Hate does not stay contained, and violence does not announce itself politely. The massacre at a Jewish holiday gathering in Australia comes amid a documented global surge in antisemitism that has made Jewish communities targets simply for gathering, praying, and celebrating. The shooting at Brown University is not an aberration either, but part of an unending pattern of campus and community gun violence that has turned spaces of learning into places of fear.

All of this is unfolding as we mark another December 14—the anniversary of the Sandy Hook Elementary School shooting, where 20 children and six educators were murdered in their classrooms in 2012. From elementary schools to universities, from American towns to a beach in Sydney, the throughline is devastatingly clear: we continue to fail at the most basic obligation of public health—to keep people safe from preventable, hate-fueled violence.

These are not separate crises. The same forces that drive antisemitism—dehumanization, disinformation, and the normalization of hate—also sustain a culture where firearms are easy to access, and human life is treated as expendable. As a nurse, this pattern is painfully familiar: when systems tolerate harm, the most vulnerable pay first.
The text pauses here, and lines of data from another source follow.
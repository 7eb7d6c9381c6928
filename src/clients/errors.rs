//! HTTP-specific error types.
//!
//! - [`HttpResponseError`]: non-2xx HTTP responses from the API
//! - [`InvalidHttpRequestError`]: a request failed validation before sending
//! - [`HttpError`]: unified error type encompassing all HTTP-related errors
//!
//! # Example
//!
//! ```rust,ignore
//! use wiz_provider::clients::HttpError;
//!
//! match client.request(&ctx, request).await {
//!     Ok(response) => println!("Success: {}", response.body),
//!     Err(HttpError::Response(e)) => println!("API error {}: {}", e.code, e.message),
//!     Err(HttpError::DeadlineExceeded(_)) => println!("timed out"),
//!     Err(other) => println!("{other}"),
//! }
//! ```

use thiserror::Error;

use crate::context::DeadlineExceeded;

/// Error returned when an HTTP request receives a non-successful response.
///
/// The message is a JSON object carrying whichever of `errors`, `error` and
/// `error_description` the response body contained.
#[derive(Debug, Error)]
#[error("{message}")]
pub struct HttpResponseError {
    /// The HTTP status code of the response.
    pub code: u16,
    /// Serialized error message in JSON format.
    pub message: String,
}

/// Error returned when an HTTP request fails validation.
#[derive(Debug, Error, Clone, PartialEq, Eq)]
pub enum InvalidHttpRequestError {
    /// A request body was provided without specifying the body type.
    #[error("Cannot set a body without also setting body_type.")]
    MissingBodyType,

    /// A POST request was made without a body.
    #[error("Cannot use {method} without specifying data.")]
    MissingBody {
        /// The HTTP method that requires a body.
        method: String,
    },
}

/// Unified error type for all HTTP-related errors.
#[derive(Debug, Error)]
pub enum HttpError {
    /// An HTTP response error (non-2xx status code).
    #[error(transparent)]
    Response(#[from] HttpResponseError),

    /// Request validation failed.
    #[error(transparent)]
    InvalidRequest(#[from] InvalidHttpRequestError),

    /// Network or connection error.
    #[error("Network error: {0}")]
    Network(#[from] reqwest::Error),

    /// The caller's deadline passed before the response arrived.
    #[error("Request aborted: {0}")]
    DeadlineExceeded(#[from] DeadlineExceeded),
}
There are no tidy words or easy answers. There is grief, anger, and, for many of us, a fierce clarity. I am holding the families in Sydney and Providence, and the Sandy Hook community that is forced to relive its trauma every December. I am holding the students who will never return to those classrooms, and the children who will now associate a holiday meant for light with terror instead of joy. And I am holding fast to this truth: bearing witness is part of the work. Naming antisemitism and gun violence as public health and human rights emergencies is how we refuse to normalize the unacceptable.

Grief calls us to choose—not only what we feel, but what we do next.

What we must do next

Being relentless means refusing to stop at grief.

  • Call antisemitism what it is: a growing, deadly threat that demands accountability, not euphemisms.

  • Support evidence-based gun violence prevention policies, including secure storage laws, extreme risk protection orders, and limits on access to weapons designed for mass harm.

  • Protect schools and campuses as health and learning environments, not battlegrounds—by funding prevention, mental health supports, and public health infrastructure.

  • Show up for Jewish communities, for students, and for families impacted by gun violence—not only in moments of tragedy, but in sustained action.

If you are reading this and feeling the same collision of grief and fury, you are not alone. There is room here for mourning and resolve—for lighting candles, standing with our Jewish neighbors and campus communities, honoring Sandy Hook families, and insisting that policymakers choose life over ideology. This hurts. This is wrong. And I will keep doing the work—however small it feels on days like this—because our children and communities deserve to gather, learn, and celebrate without fear. That is not radical. That is the baseline.